//! Token values and multi-codebook sequence buffers.
//!
//! A model step produces one token per parallel stream ("codebook"): the
//! audio residual streams, plus an optional text stream that always sits at
//! codebook index 0 when modeled. Besides ordinary vocabulary entries, three
//! special values flow through the decoding engine; they are kept as a typed
//! enum here and only collapse to sentinel integers when a tensor is built.

use anyhow::{bail, ensure, Result};
use candle_core::{Device, Tensor};

/// One entry of a codebook stream.
#[derive(Debug, Clone, Copy, PartialEq, Eq, Hash)]
pub enum Token {
    /// An ordinary vocabulary entry in `[0, cardinality)`.
    Value(u32),
    /// Start-of-sequence marker; embeds as the extra row appended to each
    /// embedding table (row index `cardinality`).
    Start,
    /// "No value here": embeds to a zero vector and is never sampled. Used
    /// to blank out the streams of a modality that is not being generated.
    Zero,
    /// Placeholder for positions the generation loop has not decided yet.
    /// Never embedded; feeding it to the model is an internal logic fault.
    Ungenerated,
}

impl Token {
    /// Sentinel id for [`Token::Zero`] in tensor form.
    pub const ZERO_ID: i64 = -1;
    /// Sentinel id for [`Token::Ungenerated`] in tensor form.
    pub const UNGENERATED_ID: i64 = -2;

    /// Collapse to the integer encoding used at the tensor boundary.
    ///
    /// `cardinality` is the stream's vocabulary size; the start marker maps
    /// to `cardinality` itself (the extra embedding row).
    pub fn to_id(self, cardinality: usize) -> i64 {
        match self {
            Token::Value(v) => v as i64,
            Token::Start => cardinality as i64,
            Token::Zero => Self::ZERO_ID,
            Token::Ungenerated => Self::UNGENERATED_ID,
        }
    }

    /// Inverse of [`Token::to_id`]. Ids above `cardinality` are rejected.
    pub fn from_id(id: i64, cardinality: usize) -> Result<Self> {
        match id {
            Self::UNGENERATED_ID => Ok(Token::Ungenerated),
            Self::ZERO_ID => Ok(Token::Zero),
            v if v >= 0 && (v as usize) < cardinality => Ok(Token::Value(v as u32)),
            v if v as usize == cardinality => Ok(Token::Start),
            v => bail!("token id {v} outside [-2, {cardinality}]"),
        }
    }

    pub fn is_ungenerated(self) -> bool {
        self == Token::Ungenerated
    }

    /// The vocabulary index, if this is an ordinary entry.
    pub fn value(self) -> Option<u32> {
        match self {
            Token::Value(v) => Some(v),
            _ => None,
        }
    }
}

/// Which streams a call generates (or scores).
///
/// Streams of the other modality still occupy their codebook rows but are
/// filled with [`Token::Zero`] and do not contribute to the input embedding.
#[derive(Debug, Clone, Copy, PartialEq, Eq)]
pub enum Modality {
    Audio,
    Text,
    Both,
}

impl Modality {
    pub fn generates_audio(self) -> bool {
        matches!(self, Modality::Audio | Modality::Both)
    }

    pub fn generates_text(self) -> bool {
        matches!(self, Modality::Text | Modality::Both)
    }
}

/// A dense `(batch, codebooks, steps)` buffer of tokens.
///
/// This is the logical (codebook-aligned) form unless a function says
/// otherwise; the delay codec in [`crate::generation::delay`] converts to and from the
/// physically offset form the model consumes.
#[derive(Debug, Clone, PartialEq, Eq)]
pub struct TokenGrid {
    data: Vec<Token>,
    batch: usize,
    codebooks: usize,
    steps: usize,
}

impl TokenGrid {
    /// A grid with every position set to `fill`.
    pub fn filled(batch: usize, codebooks: usize, steps: usize, fill: Token) -> Self {
        Self {
            data: vec![fill; batch * codebooks * steps],
            batch,
            codebooks,
            steps,
        }
    }

    /// Build from a nested `[batch][codebook][step]` layout.
    pub fn from_rows(rows: Vec<Vec<Vec<Token>>>) -> Result<Self> {
        let batch = rows.len();
        ensure!(batch > 0, "token grid needs at least one batch row");
        let codebooks = rows[0].len();
        ensure!(codebooks > 0, "token grid needs at least one codebook");
        let steps = rows[0].first().map_or(0, Vec::len);
        let mut data = Vec::with_capacity(batch * codebooks * steps);
        for row in &rows {
            ensure!(row.len() == codebooks, "ragged codebook axis");
            for line in row {
                ensure!(line.len() == steps, "ragged time axis");
                data.extend_from_slice(line);
            }
        }
        Ok(Self {
            data,
            batch,
            codebooks,
            steps,
        })
    }

    pub fn batch(&self) -> usize {
        self.batch
    }

    pub fn codebooks(&self) -> usize {
        self.codebooks
    }

    pub fn steps(&self) -> usize {
        self.steps
    }

    fn index(&self, b: usize, k: usize, t: usize) -> usize {
        debug_assert!(b < self.batch && k < self.codebooks && t < self.steps);
        (b * self.codebooks + k) * self.steps + t
    }

    pub fn get(&self, b: usize, k: usize, t: usize) -> Token {
        self.data[self.index(b, k, t)]
    }

    pub fn set(&mut self, b: usize, k: usize, t: usize, token: Token) {
        let i = self.index(b, k, t);
        self.data[i] = token;
    }

    /// Copy of the `[start, start + len)` time window.
    pub fn slice_steps(&self, start: usize, len: usize) -> Result<TokenGrid> {
        ensure!(
            start + len <= self.steps,
            "time window {start}..{} exceeds {} steps",
            start + len,
            self.steps
        );
        let mut out = TokenGrid::filled(self.batch, self.codebooks, len, Token::Ungenerated);
        for b in 0..self.batch {
            for k in 0..self.codebooks {
                for t in 0..len {
                    out.set(b, k, t, self.get(b, k, start + t));
                }
            }
        }
        Ok(out)
    }

    /// New grid with `column[k]` inserted at time 0 for every batch row.
    pub fn prepend_column(&self, column: &[Token]) -> Result<TokenGrid> {
        ensure!(
            column.len() == self.codebooks,
            "column has {} entries for {} codebooks",
            column.len(),
            self.codebooks
        );
        let mut out = TokenGrid::filled(
            self.batch,
            self.codebooks,
            self.steps + 1,
            Token::Ungenerated,
        );
        for b in 0..self.batch {
            for k in 0..self.codebooks {
                out.set(b, k, 0, column[k]);
                for t in 0..self.steps {
                    out.set(b, k, t + 1, self.get(b, k, t));
                }
            }
        }
        Ok(out)
    }

    pub fn any(&self, pred: impl Fn(Token) -> bool) -> bool {
        self.data.iter().copied().any(pred)
    }

    /// Earliest time step at which any batch row or codebook matches `pred`.
    pub fn first_step_where(&self, pred: impl Fn(Token) -> bool) -> Option<usize> {
        (0..self.steps).find(|&t| {
            (0..self.batch).any(|b| (0..self.codebooks).any(|k| pred(self.get(b, k, t))))
        })
    }

    /// Encode to an `i64` tensor of shape `(batch, codebooks, steps)`.
    ///
    /// `cardinalities` gives the vocabulary size per codebook and determines
    /// each stream's start-marker id.
    pub fn to_tensor(&self, cardinalities: &[usize], device: &Device) -> Result<Tensor> {
        ensure!(
            cardinalities.len() == self.codebooks,
            "{} cardinalities for {} codebooks",
            cardinalities.len(),
            self.codebooks
        );
        let mut ids = Vec::with_capacity(self.data.len());
        for b in 0..self.batch {
            for (k, &card) in cardinalities.iter().enumerate() {
                for t in 0..self.steps {
                    ids.push(self.get(b, k, t).to_id(card));
                }
            }
        }
        Ok(Tensor::from_vec(
            ids,
            (self.batch, self.codebooks, self.steps),
            device,
        )?)
    }

    /// Decode an `i64` tensor of shape `(batch, codebooks, steps)`.
    pub fn from_tensor(tensor: &Tensor, cardinalities: &[usize]) -> Result<TokenGrid> {
        let (batch, codebooks, steps) = tensor.dims3()?;
        ensure!(
            cardinalities.len() == codebooks,
            "{} cardinalities for {} codebooks",
            cardinalities.len(),
            codebooks
        );
        let ids = tensor.to_vec3::<i64>()?;
        let mut grid = TokenGrid::filled(batch, codebooks, steps, Token::Ungenerated);
        for (b, row) in ids.iter().enumerate() {
            for (k, line) in row.iter().enumerate() {
                for (t, &id) in line.iter().enumerate() {
                    grid.set(b, k, t, Token::from_id(id, cardinalities[k])?);
                }
            }
        }
        Ok(grid)
    }
}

> _HOW TO COMPLETE THIS TASK_
From the beginning of the listing above down to the line with "kept as a typed", every line should be restated exactly.

> _COMPLETED TASK_
//! Token values and multi-codebook sequence buffers.
//!
//! A model step produces one token per parallel stream ("codebook"): the
//! audio residual streams, plus an optional text stream that always sits at
//! codebook index 0 when modeled. Besides ordinary vocabulary entries, three
//! special values flow through the decoding engine; they are kept as a typed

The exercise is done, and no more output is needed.